When my garden had no fruits I gave it water. Like a demon, it left me dry. One day I left it behind for these walls, and became quieter. The river dragged my days downstream.
Tigris, crude mother, your blessings upon the world. You have taken our anchors, and for that you have our gratitude. Every moment we move, a city bound to the camel's back. To the southeast lies Ctesiphon, empty; to the north, Samarra, empty again. As we had herded our sheep, the mountains herd us. Here lie the bricks of the House of Wisdom; here, the bricks of the Golden Gate. We pick them up again. Here lies regret, caution. Au revoir, mother. The next time we will build a house without history.
i like the changes you made (EVEN the money was MORE obedient, we pick them up again, au revoir, MOTHER).
the only nit i´d find would be: "i left it behind for THESE walls" (which walls, walls were not mentioned before, or should at least be specified - city walls? walls of a room?).
i believe there´s much more in your poem than i am able to understand (and i´d appreciate if you explained via PM), but from what i get now i wouldn´t want you to change your poem because it´s beautiful as it is.

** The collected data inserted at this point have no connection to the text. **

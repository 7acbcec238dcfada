//! Fleet kernel : coordination d'une flotte d'agents distants.
//!
//! Primitives (ring buffer, fenêtre de latence, registre de connexions),
//! boucles périodiques (dispatch des commandes, surveillance des nodes),
//! adaptateurs MQTT / HTTP et stores en mémoire.

pub mod config;
pub mod connections;
pub mod dispatch;
pub mod error;
pub mod health;
pub mod http;
pub mod latency;
pub mod logging;
pub mod models;
pub mod mqtt;
pub mod ring_buffer;
pub mod store;
pub mod tasks;
pub mod transport;

pub use connections::ConnectionRegistry;
pub use dispatch::{CommandDispatcher, DispatchReport};
pub use health::{HealthMonitor, HealthTracker, OfflineTransition};
pub use latency::{LatencySample, LatencyStats, LatencyWindow, QualityTracker};
pub use ring_buffer::RingBuffer;
pub use tasks::PeriodicTask;
pub use transport::Transport;
//! Payloads JSON tels que les publient les agents, pour alimenter `MqttHub::handle_publish`.

use fleet_kernel::latency::LatencySample;
use fleet_kernel::models::{CommandId, CommandStatus, NodeStatus};
use serde_json::{json, Value};

pub struct AgentMessageBuilder;

impl AgentMessageBuilder {
    /// agents.registration@v1
    pub fn registration(node_id: &str, session_id: &str, hostname: &str) -> Value {
        json!({
            "node_id": node_id,
            "session_id": session_id,
            "hostname": hostname,
            "os": "linux",
            "architecture": "x86_64",
            "version": "0.1.0"
        })
    }

    /// agents.disconnect@v1
    pub fn disconnect(session_id: &str) -> Value {
        json!({ "session_id": session_id })
    }

    /// agents.heartbeat@v1, sondes réseau optionnelles
    pub fn heartbeat(node_id: &str, status: NodeStatus, latency: &[LatencySample]) -> Value {
        json!({
            "node_id": node_id,
            "status": status,
            "latency": latency,
        })
    }

    /// agents.response@v1
    pub fn response(command_id: CommandId, status: CommandStatus, result: Option<Value>, error: Option<&str>) -> Value {
        json!({
            "command_id": command_id,
            "status": status,
            "result": result,
            "error": error,
        })
    }

    pub fn to_bytes(value: &Value) -> Vec<u8> {
        value.to_string().into_bytes()
    }
}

the last line is an opener to thoughts into many directions.
Sorry for the extremely late reply: been a bit busy with coursework lately. The vagueness around the walls was intended: it refers to city walls as well as the walls in the narrator's mind. Of course, it might be too much in a poem that is already heavily symbolic. Let me know if it felt so. As for any other symbolism/deeper meanings, I pm'd them to you but you can also see below.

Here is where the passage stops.